**TASK REQUIREMENTS**
Throughout the entries below, report every line where "noise" is found.
=====
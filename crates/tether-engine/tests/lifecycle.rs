mod common;

use std::time::Duration;

use common::{eventually, fast_config, owner, Harness};
use tether_core::persistence::PersistenceGateway;
use tether_core::session::SessionStatus;
use tether_core::state::{self, Transition};
use tether_engine::{OrchestratorConfig, OrchestratorError, SessionOrchestrator};

#[tokio::test]
async fn happy_path_pending_to_connected() {
    let h = Harness::new(fast_config());
    let session = h.orch.create_session(owner(1), "phone-A").await.unwrap();
    assert_eq!(session.status, SessionStatus::Pending);
    assert!(h.orch.quota().holds(&owner(1), &session.id));

    let code = h.orch.get_pairing_code(&session.id).await.unwrap();
    assert_eq!(code.expires_at - code.issued_at, chrono::Duration::seconds(30));
    assert_eq!(code.retry_count, 1);
    assert!(code.image.starts_with("data:image/svg+xml;base64,"));
    assert_eq!(h.status(&session.id), SessionStatus::PairingReady);

    h.client(&session.id)
        .simulate_paired("15551234567@s.whatsapp.net", b"noise-keys")
        .await;
    eventually("connected", || h.status(&session.id) == SessionStatus::Connected).await;

    let connected = h.session(&session.id);
    assert!(connected.connected_at.is_some());
    assert!(connected.pairing.is_none());
    assert_eq!(
        connected.protocol_identity.as_ref().map(|i| i.as_str()),
        Some("15551234567@s.whatsapp.net")
    );
    assert!(h.orch.quota().holds(&owner(1), &session.id));
    assert_eq!(
        h.store
            .load_identity_material(&session.id)
            .unwrap()
            .unwrap()
            .expose(),
        b"noise-keys"
    );
    assert_eq!(
        h.event_types(&session.id),
        ["session_created", "pairing_code_issued", "pairing_scanned", "connected"]
    );
}

#[tokio::test]
async fn pairing_code_is_idempotent_within_validity() {
    let h = Harness::new(fast_config());
    let session = h.orch.create_session(owner(1), "phone-A").await.unwrap();

    let first = h.orch.get_pairing_code(&session.id).await.unwrap();
    let second = h.orch.get_pairing_code(&session.id).await.unwrap();
    assert_eq!(first.code, second.code);
    assert_eq!(second.retry_count, 1);
    assert_eq!(h.client(&session.id).challenges_issued(), 1);
    assert_eq!(h.orch.current_pairing_code(&session.id).unwrap().code, first.code);

    h.expire_code(&session.id);
    assert!(matches!(
        h.orch.current_pairing_code(&session.id),
        Err(OrchestratorError::PairingExpired(_))
    ));

    let third = h.orch.get_pairing_code(&session.id).await.unwrap();
    assert_ne!(third.code, first.code);
    assert_eq!(third.retry_count, 2);
    assert_eq!(h.status(&session.id), SessionStatus::PairingReady);
    assert_eq!(h.client(&session.id).challenges_issued(), 2);
}

#[tokio::test]
async fn current_code_is_not_available_before_issue() {
    let h = Harness::new(fast_config());
    let session = h.orch.create_session(owner(1), "phone-A").await.unwrap();
    assert!(matches!(
        h.orch.current_pairing_code(&session.id),
        Err(OrchestratorError::NotAvailable {
            status: SessionStatus::Pending,
            ..
        })
    ));
}

#[tokio::test]
async fn code_validity_is_capped_by_the_library() {
    let h = Harness::new(fast_config());
    h.factory.script().set_challenge_timeout(Duration::from_secs(20));
    let session = h.orch.create_session(owner(1), "phone-A").await.unwrap();
    let code = h.orch.get_pairing_code(&session.id).await.unwrap();
    assert_eq!(code.expires_at - code.issued_at, chrono::Duration::seconds(20));
}

#[tokio::test]
async fn challenge_timeout_leaves_session_pending() {
    let h = Harness::new(OrchestratorConfig {
        challenge_timeout: Duration::from_millis(100),
        ..fast_config()
    });
    h.factory.script().hang_challenges(true);
    let session = h.orch.create_session(owner(1), "phone-A").await.unwrap();

    let err = h.orch.get_pairing_code(&session.id).await.unwrap_err();
    assert!(matches!(err, OrchestratorError::PairingTimeout(_)), "got {err:?}");
    assert_eq!(h.status(&session.id), SessionStatus::Pending);

    h.factory.script().hang_challenges(false);
    assert!(h.orch.get_pairing_code(&session.id).await.is_ok());
    assert_eq!(h.status(&session.id), SessionStatus::PairingReady);
}

#[tokio::test]
async fn pairing_retries_are_capped() {
    let h = Harness::new(OrchestratorConfig {
        max_pairing_retries: 2,
        ..fast_config()
    });
    let session = h.orch.create_session(owner(1), "phone-A").await.unwrap();

    h.orch.get_pairing_code(&session.id).await.unwrap();
    h.expire_code(&session.id);
    assert_eq!(h.orch.get_pairing_code(&session.id).await.unwrap().retry_count, 2);
    h.expire_code(&session.id);

    let err = h.orch.get_pairing_code(&session.id).await.unwrap_err();
    assert!(
        matches!(err, OrchestratorError::RetryExhausted { retries: 2, .. }),
        "got {err:?}"
    );
    assert_eq!(h.status(&session.id), SessionStatus::Expired);
    assert_eq!(h.orch.quota().used(&owner(1)), 0);
    assert!(!h.orch.registry().contains(&session.id));
    assert!(matches!(
        h.orch.get_pairing_code(&session.id).await,
        Err(OrchestratorError::NotAvailable { .. })
    ));
}

#[tokio::test]
async fn pairing_failure_is_terminal() {
    let h = Harness::new(fast_config());
    let session = h.orch.create_session(owner(1), "phone-A").await.unwrap();
    h.orch.get_pairing_code(&session.id).await.unwrap();

    h.client(&session.id).simulate_pairing_failed("bad signature").await;
    eventually("failed", || h.status(&session.id) == SessionStatus::Failed).await;
    eventually("handle dropped", || !h.orch.registry().contains(&session.id)).await;
    assert_eq!(h.orch.quota().used(&owner(1)), 0);
    assert_eq!(
        h.event_types(&session.id),
        ["session_created", "pairing_code_issued", "pairing_scanned", "pairing_failed"]
    );
}

#[tokio::test]
async fn remote_logout_deactivates_and_forgets_keys() {
    let h = Harness::new(fast_config());
    let session = h.paired_session(&owner(1), "phone-A").await;

    h.client(&session.id).simulate_logout("device removed").await;
    eventually("logged out", || !h.session(&session.id).is_active).await;

    let after = h.session(&session.id);
    assert_eq!(after.status, SessionStatus::Disconnected);
    assert!(after.disconnected_at.is_some());
    assert_eq!(h.orch.quota().used(&owner(1)), 0);
    assert!(h.store.load_identity_material(&session.id).unwrap().is_none());
    eventually("handle dropped", || !h.orch.registry().contains(&session.id)).await;
    assert!(h.orch.reconnect(&session.id).await.is_err());
}

#[tokio::test]
async fn inbound_messages_touch_the_session() {
    let h = Harness::new(fast_config());
    let session = h.paired_session(&owner(1), "phone-A").await;
    let seen_before = h.session(&session.id).last_seen_at;

    h.client(&session.id).simulate_message("msg-1", "alice@s.whatsapp.net").await;
    eventually("message recorded", || {
        h.event_types(&session.id).contains(&"message_received".to_string())
    })
    .await;
    assert!(h.session(&session.id).last_seen_at >= seen_before);
    assert_eq!(h.status(&session.id), SessionStatus::Connected);
}

#[tokio::test]
async fn link_drop_reconnects_automatically() {
    let h = Harness::new(fast_config());
    let session = h.paired_session(&owner(1), "phone-A").await;

    h.client(&session.id).simulate_link_drop().await;
    eventually("reconnected", || {
        h.event_types(&session.id).contains(&"reconnected".to_string())
    })
    .await;
    eventually("connected", || h.status(&session.id) == SessionStatus::Connected).await;
    assert!(h.orch.quota().holds(&owner(1), &session.id));
    assert!(h.event_types(&session.id).contains(&"disconnected".to_string()));
}

#[tokio::test]
async fn exhausted_reconnect_fails_the_session() {
    let h = Harness::new(fast_config());
    let session = h.paired_session(&owner(1), "phone-A").await;

    h.factory.script().block_connects(true);
    h.client(&session.id).simulate_link_drop().await;
    eventually("failed", || h.status(&session.id) == SessionStatus::Failed).await;
    eventually("handle dropped", || !h.orch.registry().contains(&session.id)).await;

    assert_eq!(h.orch.quota().used(&owner(1)), 0);
    let events = h.orch.list_events(&session.id, None, 100).unwrap();
    let last = events.last().unwrap();
    assert_eq!(last.event_type(), "reconnect_failed");
    assert_eq!(last.payload.data()["attempts"], 3);
    assert_eq!(h.client(&session.id).connect_calls(), 3);
}

#[tokio::test]
async fn manual_disconnect_and_reconnect() {
    let h = Harness::new(fast_config());
    let session = h.paired_session(&owner(1), "phone-A").await;

    let down = h.orch.disconnect(&session.id).await.unwrap();
    assert_eq!(down.status, SessionStatus::Disconnected);
    assert!(!h.orch.registry().contains(&session.id));
    assert_eq!(h.orch.quota().used(&owner(1)), 0);

    let up = h.orch.reconnect(&session.id).await.unwrap();
    assert_eq!(up.status, SessionStatus::Connected);
    assert!(h.orch.registry().contains(&session.id));
    assert!(h.orch.quota().holds(&owner(1), &session.id));
    assert_eq!(h.factory.created_count(), 2);

    // Reconnecting a connected session is a no-op.
    assert_eq!(
        h.orch.reconnect(&session.id).await.unwrap().status,
        SessionStatus::Connected
    );
}

#[tokio::test]
async fn reconnect_of_pending_session_is_invalid() {
    let h = Harness::new(fast_config());
    let session = h.orch.create_session(owner(1), "phone-A").await.unwrap();
    assert!(matches!(
        h.orch.reconnect(&session.id).await,
        Err(OrchestratorError::InvalidTransition(_))
    ));
}

#[tokio::test]
async fn disconnect_of_unlinked_session_is_invalid() {
    let h = Harness::new(fast_config());
    let session = h.orch.create_session(owner(1), "phone-A").await.unwrap();
    assert!(matches!(
        h.orch.disconnect(&session.id).await,
        Err(OrchestratorError::InvalidTransition(_))
    ));
    assert!(h.orch.registry().is_live(&session.id));

    h.orch.get_pairing_code(&session.id).await.unwrap();
    assert!(matches!(
        h.orch.disconnect(&session.id).await,
        Err(OrchestratorError::InvalidTransition(_))
    ));
    assert_eq!(h.status(&session.id), SessionStatus::PairingReady);
    assert!(h.orch.registry().is_live(&session.id));
    assert_eq!(h.orch.quota().used(&owner(1)), 1);
}

#[tokio::test]
async fn delete_releases_everything() {
    let h = Harness::new(fast_config());
    let session = h.paired_session(&owner(1), "phone-A").await;

    h.orch.delete_session(&session.id).await.unwrap();
    assert!(matches!(
        h.orch.get_status(&session.id),
        Err(OrchestratorError::NotFound(_))
    ));
    assert!(!h.orch.registry().contains(&session.id));
    assert_eq!(h.orch.quota().used(&owner(1)), 0);
    assert!(h.store.load_identity_material(&session.id).unwrap().is_none());
    assert!(h.orch.list_sessions(&owner(1)).unwrap().is_empty());
    assert!(matches!(
        h.orch.delete_session(&session.id).await,
        Err(OrchestratorError::NotFound(_))
    ));

    // The name is free again.
    assert!(h.orch.create_session(owner(1), "phone-A").await.is_ok());
}

#[tokio::test]
async fn delete_unblocks_a_pending_pairing_wait() {
    let h = Harness::new(OrchestratorConfig {
        challenge_timeout: Duration::from_secs(10),
        ..fast_config()
    });
    h.factory.script().hang_challenges(true);
    let session = h.orch.create_session(owner(1), "phone-A").await.unwrap();

    let waiter = {
        let orch = h.orch.clone();
        let id = session.id.clone();
        tokio::spawn(async move { orch.get_pairing_code(&id).await })
    };
    tokio::time::sleep(Duration::from_millis(50)).await;

    tokio::time::timeout(Duration::from_secs(2), h.orch.delete_session(&session.id))
        .await
        .expect("delete blocked behind the pairing wait")
        .unwrap();
    let result = waiter.await.unwrap();
    assert!(matches!(result, Err(OrchestratorError::Cancelled)), "got {result:?}");
    assert_eq!(h.orch.quota().used(&owner(1)), 0);
}

#[tokio::test]
async fn duplicate_names_are_rejected_per_owner() {
    let h = Harness::new(fast_config());
    h.orch.create_session(owner(1), "phone-A").await.unwrap();

    let err = h.orch.create_session(owner(1), "phone-A").await.unwrap_err();
    assert!(matches!(err, OrchestratorError::DuplicateName { .. }), "got {err:?}");
    assert_eq!(h.orch.quota().used(&owner(1)), 1);

    assert!(h.orch.create_session(owner(2), "phone-A").await.is_ok());
    assert!(matches!(
        h.orch.create_session(owner(1), "  ").await,
        Err(OrchestratorError::InvalidName(_))
    ));
}

#[tokio::test]
async fn every_status_change_follows_the_graph() {
    let h = Harness::new(fast_config());
    let session = h.paired_session(&owner(1), "phone-A").await;
    h.client(&session.id).simulate_link_drop().await;
    eventually("reconnected", || {
        h.event_types(&session.id).contains(&"reconnected".to_string())
    })
    .await;
    eventually("connected", || h.status(&session.id) == SessionStatus::Connected).await;
    h.orch.disconnect(&session.id).await.unwrap();
    h.orch.reconnect(&session.id).await.unwrap();
    h.client(&session.id).simulate_logout("removed").await;
    eventually("logged out", || !h.session(&session.id).is_active).await;

    let transitions = [
        Transition::CodeScanned,
        Transition::CodeExpired,
        Transition::ReconnectSucceeded,
        Transition::ReconnectExhausted { attempts: 0 },
        Transition::RemoteLogout { reason: String::new() },
        Transition::LinkLost {
            reason: tether_core::state::DisconnectReason::Network,
        },
        Transition::PairingFailed { reason: String::new() },
        Transition::PairingSucceeded {
            identity: tether_core::ids::ProtocolIdentity::new("x"),
        },
    ];
    let events = h.orch.list_events(&session.id, None, 1000).unwrap();
    let mut previous = SessionStatus::Pending;
    for event in &events {
        if event.status != previous {
            let legal = (event.event_type() == "pairing_code_issued"
                && previous == SessionStatus::Pending)
                || transitions
                    .iter()
                    .any(|t| state::target(previous, t) == Some(event.status));
            assert!(legal, "illegal {previous} -> {} via {}", event.status, event.event_type());
        }
        previous = event.status;
    }
    assert_eq!(previous, SessionStatus::Disconnected);
}

#[tokio::test]
async fn shutdown_rejects_new_work() {
    let h = Harness::new(fast_config());
    let session = h.paired_session(&owner(1), "phone-A").await;
    h.orch.shutdown().await;

    assert!(h.orch.registry().is_empty());
    assert_eq!(h.status(&session.id), SessionStatus::Connected);
    assert!(matches!(
        h.orch.create_session(owner(1), "phone-B").await,
        Err(OrchestratorError::ShuttingDown)
    ));
}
=====
**ANSWER TO THIS TASK**
        .simulate_paired("15551234567@s.whatsapp.net", b"noise-keys")
        b"noise-keys"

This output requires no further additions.